=== STORED DATA ===
□ □ □ □ □ □ □

//! Doctor directory
//! Fixed seed list, immutable for the life of the process

use crate::models::Doctor;

const SEED: &[(i64, &str, &str)] = &[
    (1, "Dr. Alice Smith", "Cardiology"),
    (2, "Dr. Bob Johnson", "Pediatrics"),
    (3, "Dr. Carol Williams", "Mental Health"),
];

pub struct DoctorDirectory {
    doctors: Vec<Doctor>,
}

impl DoctorDirectory {
    pub fn new(doctors: Vec<Doctor>) -> Self {
        Self { doctors }
    }

    /// The built-in directory
    pub fn seeded() -> Self {
        Self::new(
            SEED.iter()
                .map(|&(id, name, specialty)| Doctor {
                    id,
                    name: name.to_string(),
                    specialty: specialty.to_string(),
                })
                .collect(),
        )
    }

    pub fn list(&self) -> &[Doctor] {
        &self.doctors
    }

    pub fn get(&self, id: i64) -> Option<&Doctor> {
        self.doctors.iter().find(|d| d.id == id)
    }
}

impl Default for DoctorDirectory {
    fn default() -> Self {
        Self::seeded()
    }
}
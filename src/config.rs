//! Server configuration
//!
//! Every option can come from a flag or an environment variable (and so from
//! `.env`, which is loaded before parsing).

use clap::Parser;
use std::net::SocketAddr;
use std::path::PathBuf;

pub const DEFAULT_JWT_SECRET: &str = "default_secret";
pub const MAX_TOKEN_TTL_HOURS: i64 = 876_000;

#[derive(Parser, Debug, Clone)]
#[command(name = "carebridge")]
#[command(about = "Health tracking API: accounts, dashboard, doctors, symptom checker")]
pub struct Config {
    /// Address to listen on
    #[arg(long = "bind", env = "BIND_ADDR", default_value = "0.0.0.0:8000")]
    pub bind_addr: SocketAddr,

    /// HMAC secret for signing bearer tokens
    #[arg(long, env = "JWT_SECRET", default_value = DEFAULT_JWT_SECRET, hide_env_values = true)]
    pub jwt_secret: String,

    /// Token lifetime in hours (at most 100 years); tokens never expire when unset
    #[arg(long, env = "TOKEN_TTL_HOURS",
          value_parser = clap::value_parser!(i64).range(1..=MAX_TOKEN_TTL_HOURS))]
    pub token_ttl_hours: Option<i64>,

    /// bcrypt work factor for password hashes
    #[arg(long, env = "BCRYPT_COST", default_value_t = bcrypt::DEFAULT_COST,
          value_parser = clap::value_parser!(u32).range(4..=31))]
    pub bcrypt_cost: u32,

    /// Directory served under /static
    #[arg(long, env = "STATIC_DIR", default_value = "static")]
    pub static_dir: PathBuf,
}

impl Config {
    pub fn uses_default_secret(&self) -> bool {
        self.jwt_secret == DEFAULT_JWT_SECRET
    }
}

#[cfg(test)]
mod tests {
    use super::*;

    #[test]
    fn test_defaults() {
        let config = Config::try_parse_from(["carebridge"]).unwrap();

        assert_eq!(config.bind_addr, "0.0.0.0:8000".parse().unwrap());
        assert_eq!(config.bcrypt_cost, bcrypt::DEFAULT_COST);
        assert_eq!(config.static_dir, PathBuf::from("static"));
    }

    #[test]
    fn test_flags_override() {
        let config = Config::try_parse_from([
            "carebridge",
            "--bind",
            "127.0.0.1:9000",
            "--jwt-secret",
            "s3cret",
            "--token-ttl-hours",
            "24",
            "--bcrypt-cost",
            "6",
            "--static-dir",
            "/srv/www",
        ])
        .unwrap();

        assert_eq!(config.bind_addr.port(), 9000);
        assert_eq!(config.jwt_secret, "s3cret");
        assert!(!config.uses_default_secret());
        assert_eq!(config.token_ttl_hours, Some(24));
        assert_eq!(config.bcrypt_cost, 6);
        assert_eq!(config.static_dir, PathBuf::from("/srv/www"));
    }

    #[test]
    fn test_out_of_range_values_rejected() {
        assert!(Config::try_parse_from(["carebridge", "--bcrypt-cost", "2"]).is_err());
        assert!(Config::try_parse_from(["carebridge", "--token-ttl-hours", "0"]).is_err());
        assert!(Config::try_parse_from(["carebridge", "--token-ttl-hours", "876001"]).is_err());
        assert!(
            Config::try_parse_from(["carebridge", "--token-ttl-hours", "9223372036854775807"])
                .is_err()
        );

        let longest = Config::try_parse_from(["carebridge", "--token-ttl-hours", "876000"]).unwrap();
        assert_eq!(longest.token_ttl_hours, Some(MAX_TOKEN_TTL_HOURS));
        assert!(Config::try_parse_from(["carebridge", "--bind", "nowhere"]).is_err());
    }
}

□ □ □ □ □ □ □

=== TASK TO COMPLETE ===
Repeat everything in the listing above exactly.

=== COMPLETED EXERCISE ===
//! Doctor directory
//! Fixed seed list, immutable for the life of the process

use crate::models::Doctor;

const SEED: &[(i64, &str, &str)] = &[
    (1, "Dr. Alice Smith", "Cardiology"),
    (2, "Dr. Bob Johnson", "Pediatrics"),
    (3, "Dr. Carol Williams", "Mental Health"),
];

pub struct DoctorDirectory {
    doctors: Vec<Doctor>,
}

impl DoctorDirectory {
    pub fn new(doctors: Vec<Doctor>) -> Self {
        Self { doctors }
    }

    /// The built-in directory
    pub fn seeded() -> Self {
        Self::new(
            SEED.iter()
                .map(|&(id, name, specialty)| Doctor {
                    id,
                    name: name.to_string(),
                    specialty: specialty.to_string(),
                })
                .collect(),
        )
    }

    pub fn list(&self) -> &[Doctor] {
        &self.doctors
    }

    pub fn get(&self, id: i64) -> Option<&Doctor> {
        self.doctors.iter().find(|d| d.id == id)
    }
}

impl Default for DoctorDirectory {
    fn default() -> Self {
        Self::seeded()
    }
}
filename src/config.rs
//! Server configuration
//!
//! Every option can come from a flag or an environment variable (and so from
//! `.env`, which is loaded before parsing).

use clap::Parser;
use std::net::SocketAddr;
use std::path::PathBuf;

pub const DEFAULT_JWT_SECRET: &str = "default_secret";
pub const MAX_TOKEN_TTL_HOURS: i64 = 876_000;

#[derive(Parser, Debug, Clone)]
#[command(name = "carebridge")]
#[command(about = "Health tracking API: accounts, dashboard, doctors, symptom checker")]
pub struct Config {
    /// Address to listen on
    #[arg(long = "bind", env = "BIND_ADDR", default_value = "0.0.0.0:8000")]
    pub bind_addr: SocketAddr,

    /// HMAC secret for signing bearer tokens
    #[arg(long, env = "JWT_SECRET", default_value = DEFAULT_JWT_SECRET, hide_env_values = true)]
    pub jwt_secret: String,

    /// Token lifetime in hours (at most 100 years); tokens never expire when unset
    #[arg(long, env = "TOKEN_TTL_HOURS",
          value_parser = clap::value_parser!(i64).range(1..=MAX_TOKEN_TTL_HOURS))]
    pub token_ttl_hours: Option<i64>,

    /// bcrypt work factor for password hashes
    #[arg(long, env = "BCRYPT_COST", default_value_t = bcrypt::DEFAULT_COST,
          value_parser = clap::value_parser!(u32).range(4..=31))]
    pub bcrypt_cost: u32,

    /// Directory served under /static
    #[arg(long, env = "STATIC_DIR", default_value = "static")]
    pub static_dir: PathBuf,
}

impl Config {
    pub fn uses_default_secret(&self) -> bool {
        self.jwt_secret == DEFAULT_JWT_SECRET
    }
}

#[cfg(test)]
mod tests {
    use super::*;

    #[test]
    fn test_defaults() {
        let config = Config::try_parse_from(["carebridge"]).unwrap();

        assert_eq!(config.bind_addr, "0.0.0.0:8000".parse().unwrap());
        assert_eq!(config.bcrypt_cost, bcrypt::DEFAULT_COST);
        assert_eq!(config.static_dir, PathBuf::from("static"));
    }

    #[test]
    fn test_flags_override() {
        let config = Config::try_parse_from([
            "carebridge",
            "--bind",
            "127.0.0.1:9000",
            "--jwt-secret",
            "s3cret",
            "--token-ttl-hours",
            "24",
            "--bcrypt-cost",
            "6",
            "--static-dir",
            "/srv/www",
        ])
        .unwrap();

        assert_eq!(config.bind_addr.port(), 9000);
        assert_eq!(config.jwt_secret, "s3cret");
        assert!(!config.uses_default_secret());
        assert_eq!(config.token_ttl_hours, Some(24));
        assert_eq!(config.bcrypt_cost, 6);
        assert_eq!(config.static_dir, PathBuf::from("/srv/www"));
    }

    #[test]
    fn test_out_of_range_values_rejected() {
        assert!(Config::try_parse_from(["carebridge", "--bcrypt-cost", "2"]).is_err());
        assert!(Config::try_parse_from(["carebridge", "--token-ttl-hours", "0"]).is_err());
        assert!(Config::try_parse_from(["carebridge", "--token-ttl-hours", "876001"]).is_err());
        assert!(
            Config::try_parse_from(["carebridge", "--token-ttl-hours", "9223372036854775807"])
                .is_err()
        );

        let longest = Config::try_parse_from(["carebridge", "--token-ttl-hours", "876000"]).unwrap();
        assert_eq!(longest.token_ttl_hours, Some(MAX_TOKEN_TTL_HOURS));
        assert!(Config::try_parse_from(["carebridge", "--bind", "nowhere"]).is_err());
    }
}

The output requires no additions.